We are familiar with the concept of digital images. As a quick definition let's just say that an image in the digital world, is stored or represented as a 2D array of pixels. The image resolution defines the dimension of this 2D array. The width (horizontal dimension) and the height (vertical dimension) define the overall resolution of the image. A pixel in the digital world is generally defined by three digital values, one for each elementary or primary color. If you work with an additive color system (which computer screens are using) these colors are red, blue and green (in a subtractive color system these primary colors are cyan, magenta and yellow). In the old times, when computer memory and disk space were limited, pixels values were often stored using the least possible number of bytes. With 1 byte (8 bits) you can encode or represent 256 different values per color. If you use three bytes to encode the red, green and blue color of a pixel respectively, you can define up to 16.8 millions different colors. This format is know as Truecolor. The number of bits (not bytes) used per pixel is often abbreviated with the acronym bpp; it stands for bits per pixel. Truecolor uses 24 bpp. Sometimes the number of bits used is defined per channel (i.e. per color). In this case the acronym is bpc (bits per channel) but it is not often used. The number of bits used for each color component of a single pixel, is known as the color depth or bit depth. If Truecolor is generally enough for the Internet, most image formats used by professionals in the video or film industry encode pixel color as three single (or half) floating point precision numbers (the type float in C++). This means that a single pixel uses 12 bytes of memory (or 96 bpp). A high definition image (typically 1920x1080 pixels) requires roughly 24 Mbytes of storage (assuming no compression). Storing pixel color as floats was originally motivated by the need for high dynamic range images (or HDR images), images capable of storing the wider range of colors and light levels one can observe in the physical world. This concept will be reviewed in a separate lesson.

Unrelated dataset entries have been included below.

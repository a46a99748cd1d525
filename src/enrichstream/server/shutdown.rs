//! Signal handling for graceful shutdown
//!
//! Supports SIGINT (Ctrl+C) and SIGTERM (kill/Kubernetes/Docker).
//! Orchestrators send SIGTERM first and SIGKILL after a grace period, so the
//! engine must drain partitions and flush open batches before the grace
//! period expires; the coordinator's `shutdown` does exactly that once the
//! signal arrives.

use log::info;
use std::fmt;

/// The type of shutdown signal received
#[derive(Debug, Clone, Copy, PartialEq, Eq)]
pub enum ShutdownSignal {
    /// SIGINT - user interrupt (Ctrl+C)
    Interrupt,
    /// SIGTERM - termination request (kill, Kubernetes, Docker)
    Terminate,
}

impl fmt::Display for ShutdownSignal {
    fn fmt(&self, f: &mut fmt::Formatter<'_>) -> fmt::Result {
        match self {
            ShutdownSignal::Interrupt => write!(f, "SIGINT (Ctrl+C)"),
            ShutdownSignal::Terminate => write!(f, "SIGTERM"),
        }
    }
}

/// Wait for any shutdown signal.
#[cfg(unix)]
pub async fn shutdown_signal() -> ShutdownSignal {
    use tokio::signal::unix::{signal, SignalKind};

    let mut sigterm = signal(SignalKind::terminate()).expect("failed to install SIGTERM handler");

    let received = tokio::select! {
        _ = tokio::signal::ctrl_c() => ShutdownSignal::Interrupt,
        _ = sigterm.recv() => ShutdownSignal::Terminate,
    };

    info!("Received {}, initiating graceful shutdown", received);
    received
}

/// Wait for Ctrl+C on non-unix platforms.
#[cfg(not(unix))]
pub async fn shutdown_signal() -> ShutdownSignal {
    let _ = tokio::signal::ctrl_c().await;
    info!("Received Ctrl+C, initiating graceful shutdown");
    ShutdownSignal::Interrupt
}

#[cfg(test)]
mod tests {
    use super::*;

    #[test]
    fn test_signal_display() {
        assert_eq!(ShutdownSignal::Interrupt.to_string(), "SIGINT (Ctrl+C)");
        assert_eq!(ShutdownSignal::Terminate.to_string(), "SIGTERM");
    }
}
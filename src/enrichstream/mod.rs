pub mod boundary;
pub mod engine;
pub mod error;
pub mod metrics;
pub mod server;
pub mod types;

// Re-export the types most callers need
pub use boundary::{DeadLetterSink, DispatchResponse, InferenceSink, LookupStore};
pub use engine::{EngineConfig, EngineCoordinator};
pub use error::{EngineError, EngineResult};
pub use types::{Batch, DeadLetterEntry, EnrichedRecord, Event, FailureReason};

From a programming point of view, all we need to do, is to create a simple Image class, in which we will store the width and the height of the image, as well as a 1D array of pixels (you can use a two dimensional arrays if you want, but this is not necessarily more practical and is not as efficient). We need two constructors, one to create an empty image and one to create an image with a user specified resolution (line 20) which can also be filled with a given constant color (this color default to black).

The pixels themselves are represented with a special structure named rib. This is very convenient because we can write operators to manipulate the three floats of a pixel at once. It is trivial to access pixels from the image by overloading the bracket operator [] and applying every mathematical operations we want on these pixels: multiplying them, comparing them, adding them, etc. The method friend float& operator += (...) is interesting. It can be used to compute the brightness of a pixel and accumulate the result into a float. We will use it in the next chapters.

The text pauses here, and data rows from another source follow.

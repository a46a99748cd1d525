//! Batch dispatch with retry and dead-letter degradation
//!
//! Sends sealed batches to the inference boundary. Transient failures are
//! retried at batch granularity with exponential backoff inside a
//! dispatch-level deadline; on exhaustion the batch degrades to per-record
//! dead-letter entries so one poisoned batch never silently discards its
//! records. An acknowledged batch is never redispatched.
//!
//! Partial-batch failure reporting from the sink is honored: individually
//! rejected records are dead-lettered with their own reasons while accepted
//! siblings count as dispatched.

use crate::enrichstream::boundary::{DeadLetterSink, DispatchResponse, InferenceSink};
use crate::enrichstream::engine::retry::BackoffPolicy;
use crate::enrichstream::error::EngineError;
use crate::enrichstream::metrics::PipelineMetrics;
use crate::enrichstream::types::{Batch, DeadLetterEntry, FailureReason};
use log::{debug, error, warn};
use std::sync::Arc;
use std::time::Duration;
use tokio::sync::Semaphore;
use tokio::time::{timeout, Instant};

/// Configuration for batch dispatch
#[derive(Debug, Clone)]
pub struct DispatchConfig {
    /// Timeout for a single submission attempt
    pub submit_timeout: Duration,
    /// Retry schedule for transient sink failures
    pub backoff: BackoffPolicy,
    /// Total deadline for one batch across all attempts
    pub dispatch_deadline: Duration,
}

impl Default for DispatchConfig {
    fn default() -> Self {
        Self {
            submit_timeout: Duration::from_millis(500),
            backoff: BackoffPolicy {
                max_attempts: 4,
                initial_delay: Duration::from_millis(50),
                max_delay: Duration::from_secs(1),
                jitter: true,
            },
            dispatch_deadline: Duration::from_secs(5),
        }
    }
}

/// How a batch left the dispatch controller
#[derive(Debug, Clone, PartialEq, Eq)]
pub enum DispatchOutcome {
    /// Every record was accepted by the sink
    Acked { records: usize, attempts: u32 },
    /// Some records were accepted, the rest dead-lettered
    Partial {
        acked: usize,
        dead_lettered: usize,
        attempts: u32,
    },
    /// All records were dead-lettered after retry exhaustion
    DeadLettered { records: usize, attempts: u32 },
}

/// Dispatch and retry controller for one partition
///
/// Shares a global concurrency cap with all other partitions so aggregate
/// submissions cannot overload the inference boundary.
pub struct DispatchController {
    sink: Arc<dyn InferenceSink>,
    dead_letters: Arc<dyn DeadLetterSink>,
    config: DispatchConfig,
    global_permits: Arc<Semaphore>,
    metrics: Arc<PipelineMetrics>,
}

impl DispatchController {
    /// Create a controller for one partition
    pub fn new(
        sink: Arc<dyn InferenceSink>,
        dead_letters: Arc<dyn DeadLetterSink>,
        config: DispatchConfig,
        global_permits: Arc<Semaphore>,
        metrics: Arc<PipelineMetrics>,
    ) -> Self {
        Self {
            sink,
            dead_letters,
            config,
            global_permits,
            metrics,
        }
    }

    /// Dispatch a sealed batch: ack, partially ack, or dead-letter it.
    ///
    /// Exactly-once-effective from the caller's perspective: the batch is
    /// consumed, and each record ends in exactly one of the sink or the
    /// dead-letter sink.
    pub async fn dispatch(&self, batch: Batch) -> DispatchOutcome {
        let deadline = Instant::now() + self.config.dispatch_deadline;
        let mut attempts = 0u32;
        let mut last_error = String::new();

        loop {
            attempts += 1;
            let remaining = deadline.saturating_duration_since(Instant::now());
            if remaining.is_zero() {
                break;
            }
            let attempt_timeout = self.config.submit_timeout.min(remaining);

            let permit = match self.global_permits.acquire().await {
                Ok(permit) => permit,
                Err(_) => {
                    last_error = "dispatch permits closed".to_string();
                    break;
                }
            };
            let result = timeout(attempt_timeout, self.sink.submit(&batch)).await;
            drop(permit);

            match result {
                Ok(Ok(DispatchResponse::Accepted)) => {
                    debug!(
                        "Partition {}: batch {} acked ({} records, attempt {})",
                        batch.partition_id,
                        batch.id,
                        batch.len(),
                        attempts
                    );
                    self.metrics.record_batch_acked(batch.len() as u64);
                    return DispatchOutcome::Acked {
                        records: batch.len(),
                        attempts,
                    };
                }
                Ok(Ok(DispatchResponse::PartialFailure { failures })) => {
                    return self.handle_partial(batch, failures, attempts).await;
                }
                Ok(Err(e)) => {
                    last_error = e.to_string();
                }
                Err(_) => {
                    last_error = format!("submit timed out after {:?}", attempt_timeout);
                }
            }

            if !self.config.backoff.allows_retry(attempts) {
                break;
            }
            let delay = self.config.backoff.delay_for(attempts);
            if delay >= deadline.saturating_duration_since(Instant::now()) {
                break;
            }
            self.metrics.record_dispatch_retry();
            warn!(
                "Partition {}: batch {} dispatch failed (attempt {}): {}. Retrying in {:?}",
                batch.partition_id, batch.id, attempts, last_error, delay
            );
            tokio::time::sleep(delay).await;
        }

        self.dead_letter_all(batch, attempts, &last_error).await
    }

    /// Individually dead-letter sink-rejected records, ack the rest.
    async fn handle_partial(
        &self,
        batch: Batch,
        failures: Vec<crate::enrichstream::boundary::RecordFailure>,
        attempts: u32,
    ) -> DispatchOutcome {
        let total = batch.len();
        let mut rejected = vec![None::<String>; total];
        for failure in failures {
            if failure.index < total {
                rejected[failure.index] = Some(failure.reason);
            }
        }

        let mut dead_lettered = 0usize;
        for (record, reason) in batch.records.into_iter().zip(rejected.into_iter()) {
            if let Some(reason) = reason {
                self.dead_letters
                    .append(DeadLetterEntry {
                        event: record.event,
                        reason: FailureReason::DispatchRejected,
                        attempts,
                        last_error: reason,
                        failed_at: chrono::Utc::now(),
                    })
                    .await;
                dead_lettered += 1;
            }
        }

        let acked = total - dead_lettered;
        warn!(
            "Partition {}: batch {} partially failed: {} acked, {} dead-lettered",
            batch.partition_id, batch.id, acked, dead_lettered
        );
        self.metrics.record_batch_acked(acked as u64);
        self.metrics.record_dead_letters(dead_lettered as u64);
        DispatchOutcome::Partial {
            acked,
            dead_lettered,
            attempts,
        }
    }

    /// Degrade an exhausted batch to per-record dead-letter entries.
    ///
    /// Each record gets its own entry and reason rather than discarding the
    /// whole batch in one opaque failure.
    async fn dead_letter_all(
        &self,
        batch: Batch,
        attempts: u32,
        last_error: &str,
    ) -> DispatchOutcome {
        let records = batch.len();
        let failure = EngineError::dispatch_failed(last_error, attempts);
        error!(
            "Partition {}: batch {} dead-lettering {} records: {}",
            batch.partition_id, batch.id, records, failure
        );

        for record in batch.records {
            self.dead_letters
                .append(DeadLetterEntry::exhausted(
                    record.event,
                    attempts,
                    failure.to_string(),
                ))
                .await;
        }
        self.metrics.record_dead_letters(records as u64);

        DispatchOutcome::DeadLettered { records, attempts }
    }
}

#[cfg(test)]
mod tests {
    use super::*;
    use crate::enrichstream::boundary::{
        BoundaryError, CollectingInferenceSink, RecordFailure,
    };
    use crate::enrichstream::engine::dead_letter::DeadLetterQueue;
    use crate::enrichstream::types::{EnrichedRecord, Event, FeatureSet, FlushReason, LookupResult};
    use async_trait::async_trait;
    use chrono::{TimeZone, Utc};
    use std::collections::HashMap;
    use std::sync::atomic::{AtomicU32, Ordering};

    fn record(id: &str) -> EnrichedRecord {
        EnrichedRecord {
            event: Event::new(id, "u1", Utc.timestamp_millis_opt(1_000).unwrap()),
            features: FeatureSet {
                hour_of_day: 0,
                day_of_week: 0,
                session_duration_ms: 0,
                session_event_count: 1,
                aggregates: HashMap::new(),
            },
            lookup: LookupResult::missing(),
        }
    }

    fn batch(ids: &[&str]) -> Batch {
        let now = Instant::now();
        Batch {
            id: 0,
            partition_id: 0,
            records: ids.iter().map(|id| record(id)).collect(),
            created_at: now,
            deadline: now + Duration::from_millis(500),
            flush_reason: FlushReason::Size,
        }
    }

    fn test_config() -> DispatchConfig {
        DispatchConfig {
            submit_timeout: Duration::from_millis(50),
            backoff: BackoffPolicy {
                max_attempts: 3,
                initial_delay: Duration::from_millis(1),
                max_delay: Duration::from_millis(5),
                jitter: false,
            },
            dispatch_deadline: Duration::from_millis(500),
        }
    }

    fn controller(
        sink: Arc<dyn InferenceSink>,
        dlq: Arc<DeadLetterQueue>,
    ) -> DispatchController {
        DispatchController::new(
            sink,
            dlq,
            test_config(),
            Arc::new(Semaphore::new(8)),
            Arc::new(PipelineMetrics::new(0)),
        )
    }

    /// Sink that fails a fixed number of submissions before accepting.
    struct FlakySink {
        inner: CollectingInferenceSink,
        failures_remaining: AtomicU32,
        submissions: AtomicU32,
    }

    impl FlakySink {
        fn new(failures: u32) -> Self {
            Self {
                inner: CollectingInferenceSink::new(),
                failures_remaining: AtomicU32::new(failures),
                submissions: AtomicU32::new(0),
            }
        }
    }

    #[async_trait]
    impl InferenceSink for FlakySink {
        async fn submit(&self, batch: &Batch) -> Result<DispatchResponse, BoundaryError> {
            self.submissions.fetch_add(1, Ordering::SeqCst);
            if self.failures_remaining.load(Ordering::SeqCst) > 0 {
                self.failures_remaining.fetch_sub(1, Ordering::SeqCst);
                return Err("inference boundary unavailable".into());
            }
            self.inner.submit(batch).await
        }
    }

    /// Sink that rejects the record at a fixed index.
    struct RejectingSink {
        reject_index: usize,
    }

    #[async_trait]
    impl InferenceSink for RejectingSink {
        async fn submit(&self, _batch: &Batch) -> Result<DispatchResponse, BoundaryError> {
            Ok(DispatchResponse::PartialFailure {
                failures: vec![RecordFailure {
                    index: self.reject_index,
                    reason: "schema mismatch".to_string(),
                }],
            })
        }
    }

    #[tokio::test]
    async fn test_ack_on_first_attempt() {
        let sink = Arc::new(CollectingInferenceSink::new());
        let dlq = Arc::new(DeadLetterQueue::new());
        let controller = controller(sink.clone(), dlq.clone());

        let outcome = controller.dispatch(batch(&["e1", "e2"])).await;
        assert_eq!(
            outcome,
            DispatchOutcome::Acked {
                records: 2,
                attempts: 1
            }
        );
        assert_eq!(sink.accepted_records().await, 2);
        assert!(dlq.is_empty().await);
    }

    #[tokio::test]
    async fn test_fail_twice_then_ack_exactly_once() {
        // The downstream boundary must see exactly one successful
        // submission and zero dead letters.
        let sink = Arc::new(FlakySink::new(2));
        let dlq = Arc::new(DeadLetterQueue::new());
        let controller = controller(sink.clone(), dlq.clone());

        let outcome = controller.dispatch(batch(&["e1", "e2", "e3"])).await;
        assert_eq!(
            outcome,
            DispatchOutcome::Acked {
                records: 3,
                attempts: 3
            }
        );
        assert_eq!(sink.inner.accepted_batches().await.len(), 1);
        assert_eq!(sink.submissions.load(Ordering::SeqCst), 3);
        assert!(dlq.is_empty().await);
    }

    #[tokio::test]
    async fn test_exhaustion_dead_letters_each_record() {
        let sink = Arc::new(FlakySink::new(u32::MAX));
        let dlq = Arc::new(DeadLetterQueue::new());
        let controller = controller(sink, dlq.clone());

        let outcome = controller.dispatch(batch(&["e1", "e2"])).await;
        assert_eq!(
            outcome,
            DispatchOutcome::DeadLettered {
                records: 2,
                attempts: 3
            }
        );

        let entries = dlq.entries().await;
        assert_eq!(entries.len(), 2);
        for entry in &entries {
            assert_eq!(entry.reason, FailureReason::DispatchExhausted);
            assert_eq!(entry.attempts, 3);
            assert_eq!(
                entry.last_error,
                "Dispatch failed after 3 attempts: inference boundary unavailable"
            );
        }
    }

    #[tokio::test]
    async fn test_partial_failure_splits_batch() {
        let sink = Arc::new(RejectingSink { reject_index: 1 });
        let dlq = Arc::new(DeadLetterQueue::new());
        let controller = controller(sink, dlq.clone());

        let outcome = controller.dispatch(batch(&["e1", "e2", "e3"])).await;
        assert_eq!(
            outcome,
            DispatchOutcome::Partial {
                acked: 2,
                dead_lettered: 1,
                attempts: 1
            }
        );

        let entries = dlq.entries().await;
        assert_eq!(entries.len(), 1);
        assert_eq!(entries[0].event.event_id, "e2");
        assert_eq!(entries[0].reason, FailureReason::DispatchRejected);
        assert_eq!(entries[0].last_error, "schema mismatch");
    }
}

Finally pixels are stored in the image as a 1D array of Rgb elements. The size of this area is equal to the width of the image multiplied by the image height. It is not necessary to multiply this number by the number of channels since each pixel (of type Rgb) already holds the memory to store three colors.

#include <cstdlib> #include <cstdio> class Image { public: // Rgb structure, i.e. a pixel struct Rgb { Rgb() : r(0), g(0), b(0) {} Rgb(float c) : r(c), g(c), b(c) {} Rgb(float _r, float _g, float _b) : r(_r), g(_g), b(_b) {} bool operator != (const Rgb &c) const { return c.r != r || c.g != g || c.b != b; } Rgb& operator *= (const Rgb &rgb) { r *= rgb.r, g *= rgb.g, b *= rgb.b; return *this; } Rgb& operator += (const Rgb &rgb) { r += rgb.r, g += rgb.g, b += rgb.b; return *this; } friend float& operator += (float &f, const Rgb rgb) { f += (rgb.r + rgb.g + rgb.b) / 3.f; return f; } float r, g, b; }; Image() : w(0), h(0), pixels(nullptr) { /* empty image */ } Image(const unsigned int &_w, const unsigned int &_h, const Rgb &c = kBlack) : w(_w), h(_h), pixels(NULL) { pixels = new Rgb[w * h]; for (int i = 0; i < w * h; ++i) pixels[i] = c; } const Rgb& operator [] (const unsigned int &i) const { return pixels[i]; } Rgb& operator [] (const unsigned int &i) { return pixels[i]; } ~Image() { if (pixels != NULL) delete [] pixels; } unsigned int w, h; // Image resolution Rgb *pixels; // 1D array of pixels static const Rgb kBlack, kWhite, kRed, kGreen, kBlue; // Preset colors }; const Image::Rgb Image::kBlack = Image::Rgb(0); const Image::Rgb Image::kWhite = Image::Rgb(1); const Image::Rgb Image::kRed = Image::Rgb(1,0,0); const Image::Rgb Image::kGreen = Image::Rgb(0,1,0); const Image::Rgb Image::kBlue = Image::Rgb(0,0,1); int main(int argc, char **argv) { Image *img = new Image(512, 512); return 0; }

## Read and Write Images: PPM, a Simple Image Format

Photoshop and Preview (on Mac) can read and write PPM files. In Photoshop the format is called Portable Bit Map. If you write them out with Photoshop you will need to change the extension of the file from .bpm to .ppm (or change the file extension to .bpm in your code). Figure 2: pixels are packed together in the PPM file format.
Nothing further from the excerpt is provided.